## [Exercise goal]
Copy out each line of the data below in which "core" appears.

### Entries supplied

/*!
 * SSO Property Tests
 */

use proptest::prelude::*;
use sysprims::SsoString;

fn ascii_text(max_len: usize) -> impl Strategy<Value = Vec<u8>> {
    prop::collection::vec(
        prop::sample::select(b"abcXYZ ,_-\t.".to_vec()),
        0..max_len,
    )
}

fn build(bytes: &[u8]) -> SsoString {
    SsoString::from_bytes(bytes).unwrap()
}

proptest! {
    #[test]
    fn prop_nul_follows_content(chunks in prop::collection::vec(ascii_text(20), 0..8)) {
        let mut value = SsoString::new();
        let mut expected = Vec::new();
        for chunk in &chunks {
            value.append(chunk).unwrap();
            expected.extend_from_slice(chunk);

            prop_assert_eq!(value.as_bytes(), &expected[..]);
            prop_assert_eq!(value.as_bytes_with_nul()[value.len()], 0);
            prop_assert!(value.len() < value.capacity());
        }
    }

    #[test]
    fn prop_promotion_is_one_way(first in ascii_text(64), second in ascii_text(64)) {
        let mut value = build(&first);
        let was_heap = value.is_heap();
        value.append(&second).unwrap();
        value.trim();
        value.clear();
        prop_assert!(!was_heap || value.is_heap());
    }

    #[test]
    fn prop_case_and_trim_idempotent(text in ascii_text(48)) {
        let mut lower = build(&text);
        lower.lower();
        let once = lower.clone();
        lower.lower();
        prop_assert_eq!(&lower, &once);

        let mut upper = build(&text);
        upper.upper();
        let once = upper.clone();
        upper.upper();
        prop_assert_eq!(&upper, &once);

        let mut trimmed = build(&text);
        trimmed.trim();
        let once = trimmed.clone();
        trimmed.trim();
        prop_assert_eq!(&trimmed, &once);
    }

    #[test]
    fn prop_split_join_round_trip(
        text in ascii_text(64),
        delim in prop::sample::select(vec![",", "_", "--", ", "]),
    ) {
        let value = build(&text);
        let parts = value.split(delim).unwrap();
        prop_assert_eq!(parts.len(), value.count_substr(delim) + 1);

        let joined = SsoString::join(&parts, delim).unwrap();
        prop_assert_eq!(joined, value);
    }

    #[test]
    fn prop_replace_all_leaves_no_match(text in ascii_text(64)) {
        let value = build(&text);
        let replaced = value.replace_all(",", ";").unwrap();
        prop_assert_eq!(replaced.len(), value.len());
        prop_assert_eq!(replaced.count_substr(","), 0);
        prop_assert_eq!(replaced.count_substr(";"), value.count_substr(","));
    }

    #[test]
    fn prop_reverse_twice_is_identity(text in ascii_text(64)) {
        let value = build(&text);
        let back = value.reverse().unwrap().reverse().unwrap();
        prop_assert_eq!(back, value);
    }
}
/*!
 * Cache Snapshots
 *
 * Binary format, all integers little-endian:
 *
 * ```text
 * magic "SPRC" | version u32
 * { key_len u32 | value_len u32 | expires_at i64 | key | value }*
 * key_len = 0 | value_len = 0 | expires_at = 0        (sentinel)
 * ```
 *
 * `expires_at` is Unix milliseconds, `i64::MAX` for never. Shards are
 * written one at a time under their own read lock, so a snapshot is not
 * atomic across shards.
 */

use super::entry::unix_millis;
use super::sharded::Cache;
use crate::core::errors::{CacheError, CacheResult};
use crate::core::limits::{SNAPSHOT_MAGIC, SNAPSHOT_VERSION};
use crate::monitoring::span_operation;
use bytes::{Buf, BufMut, Bytes, BytesMut};
use std::fs;
use std::path::{Path, PathBuf};
use tracing::{info, warn};

/// Bytes in a record header (and in the sentinel)
const RECORD_HEADER_SIZE: usize = 16;

/// Bytes before the first record
const PREAMBLE_SIZE: usize = SNAPSHOT_MAGIC.len() + 4;

fn tmp_path(path: &Path) -> PathBuf {
    let mut name = path.as_os_str().to_owned();
    name.push(".tmp");
    PathBuf::from(name)
}

/// Serialize every unexpired entry
pub(crate) fn encode(cache: &Cache) -> (Bytes, usize) {
    let now = unix_millis();
    let mut buf = BytesMut::with_capacity(PREAMBLE_SIZE + RECORD_HEADER_SIZE);
    buf.put_slice(&SNAPSHOT_MAGIC);
    buf.put_u32_le(SNAPSHOT_VERSION);

    let mut written = 0;
    for entries in cache.snapshot_shards() {
        for entry in entries.iter().filter(|entry| !entry.is_expired(now)) {
            let (key, value) = (entry.key(), entry.value());
            buf.reserve(RECORD_HEADER_SIZE + key.len() + value.len());
            buf.put_u32_le(entry.key_len());
            // Lengths were checked against u32 when the entry was built
            buf.put_u32_le(value.len() as u32);
            buf.put_i64_le(entry.expires_at());
            buf.put_slice(key);
            buf.put_slice(value);
            written += 1;
        }
    }

    buf.put_bytes(0, RECORD_HEADER_SIZE);
    (buf.freeze(), written)
}

/// Apply records from `data`; returns how many entries were inserted
///
/// Records are applied as they are read. On error, entries before the
/// failing record stay in the cache.
pub(crate) fn decode(cache: &Cache, mut data: Bytes) -> CacheResult<usize> {
    let total = data.len();
    if data.remaining() < PREAMBLE_SIZE {
        return Err(CacheError::BadMagic);
    }
    if data[..SNAPSHOT_MAGIC.len()] != SNAPSHOT_MAGIC {
        return Err(CacheError::BadMagic);
    }
    data.advance(SNAPSHOT_MAGIC.len());

    let version = data.get_u32_le();
    if version != SNAPSHOT_VERSION {
        return Err(CacheError::UnsupportedVersion(version));
    }

    let now = unix_millis();
    let mut loaded = 0;
    loop {
        let offset = total - data.remaining();
        if data.remaining() < RECORD_HEADER_SIZE {
            return Err(CacheError::Truncated { offset });
        }

        let key_len = data.get_u32_le() as usize;
        let value_len = data.get_u32_le() as usize;
        let expires_at = data.get_i64_le();

        if key_len == 0 && value_len == 0 {
            break;
        }
        if key_len == 0 {
            return Err(CacheError::Malformed(format!(
                "empty key with {} value bytes at byte {}",
                value_len, offset
            )));
        }
        let body = key_len.checked_add(value_len).ok_or_else(|| {
            CacheError::Malformed(format!(
                "record lengths overflow at byte {}",
                offset
            ))
        })?;
        if data.remaining() < body {
            return Err(CacheError::Truncated { offset });
        }

        let key = data.split_to(key_len);
        let value = data.split_to(value_len);
        if expires_at <= now {
            continue;
        }

        cache.insert_with_expiry(&key, &value, expires_at)?;
        loaded += 1;
    }

    if data.has_remaining() {
        warn!(
            trailing = data.remaining(),
            "Ignoring bytes after snapshot sentinel"
        );
    }

    Ok(loaded)
}

impl Cache {
    /// Write every unexpired entry to `path`
    ///
    /// The snapshot goes to `<path>.tmp` first and is renamed into place,
    /// so a failed save leaves any previous snapshot intact. Returns the
    /// number of entries written.
    pub fn save(&self, path: impl AsRef<Path>) -> CacheResult<usize> {
        let path = path.as_ref();
        let op = span_operation("cache.save");
        let _entered = op.enter();

        let (data, written) = encode(self);
        let tmp = tmp_path(path);

        if let Err(e) = fs::write(&tmp, &data).and_then(|()| fs::rename(&tmp, path)) {
            warn!(path = %path.display(), error = %e, "Cache snapshot save failed");
            let _ = fs::remove_file(&tmp);
            op.record_result(false);
            return Err(e.into());
        }
        op.record_items(written);
        op.record_result(true);

        info!(
            path = %path.display(),
            entries = written,
            bytes = data.len(),
            "Cache snapshot saved"
        );
        Ok(written)
    }

    /// Insert every unexpired entry stored in `path`
    ///
    /// Existing keys are overwritten. Bad magic or an unknown version is
    /// rejected before anything is applied; a truncated or malformed record
    /// aborts the load with earlier records already applied. Returns the
    /// number of entries inserted.
    pub fn load(&self, path: impl AsRef<Path>) -> CacheResult<usize> {
        let path = path.as_ref();
        let op = span_operation("cache.load");
        let _entered = op.enter();

        let data = Bytes::from(fs::read(path)?);
        let size = data.len();

        let result = decode(self, data);
        op.record_result(result.is_ok());
        match result {
            Ok(loaded) => {
                op.record_items(loaded);
                info!(path = %path.display(), entries = loaded, bytes = size, "Cache snapshot loaded");
                Ok(loaded)
            }
            Err(e) => {
                warn!(path = %path.display(), error = %e, "Cache snapshot load aborted");
                Err(e)
            }
        }
    }
}
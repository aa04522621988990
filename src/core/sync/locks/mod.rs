/*!
 * Lock-Based Synchronization Primitives
 *
 * - Reader-writer lock guarding cache shards
 */

mod rwlock;

// Re-export public API
pub use rwlock::{ReadGuard, ShardLock, WriteGuard};
use axum::{
    extract::Request,
    middleware::Next,
    response::Response,
};
use std::time::Instant;
use uuid::Uuid;

pub async fn request_logger_middleware(mut req: Request, next: Next) -> Response {
    let request_id = Uuid::new_v4().to_string();
    let method = req.method().clone();
    let uri = req.uri().clone();
    let start = Instant::now();

    // Insert request ID into headers for downstream handlers
    if let Ok(value) = request_id.parse() {
        req.headers_mut().insert("x-request-id", value);
    }

    tracing::info!(
        request_id = %request_id,
        method = %method,
        uri = %uri,
        "Incoming request"
    );

    let response = next.run(req).await;

    let latency = start.elapsed();
    let status = response.status();

    tracing::info!(
        request_id = %request_id,
        method = %method,
        uri = %uri,
        status = %status.as_u16(),
        latency_ms = latency.as_millis(),
        "Outgoing response"
    );

    let (mut parts, body) = response.into_parts();
    if let Ok(value) = request_id.parse() {
        parts.headers.insert("x-request-id", value);
    }

    Response::from_parts(parts, body)
}

#[cfg(test)]
mod tests {
    use super::*;
    use axum::{body::Body, http::Request, routing::post, Router};
    use tower::ServiceExt;

    #[tokio::test]
    async fn test_request_logger_adds_request_id() {
        let app = Router::new()
            .route("/test", post(|| async { "ok" }))
            .layer(axum::middleware::from_fn(request_logger_middleware));

        let response = app
            .oneshot(
                Request::builder()
                    .method("POST")
                    .uri("/test")
                    .body(Body::empty())
                    .unwrap(),
            )
            .await
            .unwrap();

        assert!(response.headers().contains_key("x-request-id"));
    }
}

######

## [Solution for this exercise]
use crate::core::errors::{CacheError, CacheResult};
use crate::core::limits::{SNAPSHOT_MAGIC, SNAPSHOT_VERSION};
filename src/core/sync/locks/mod.rs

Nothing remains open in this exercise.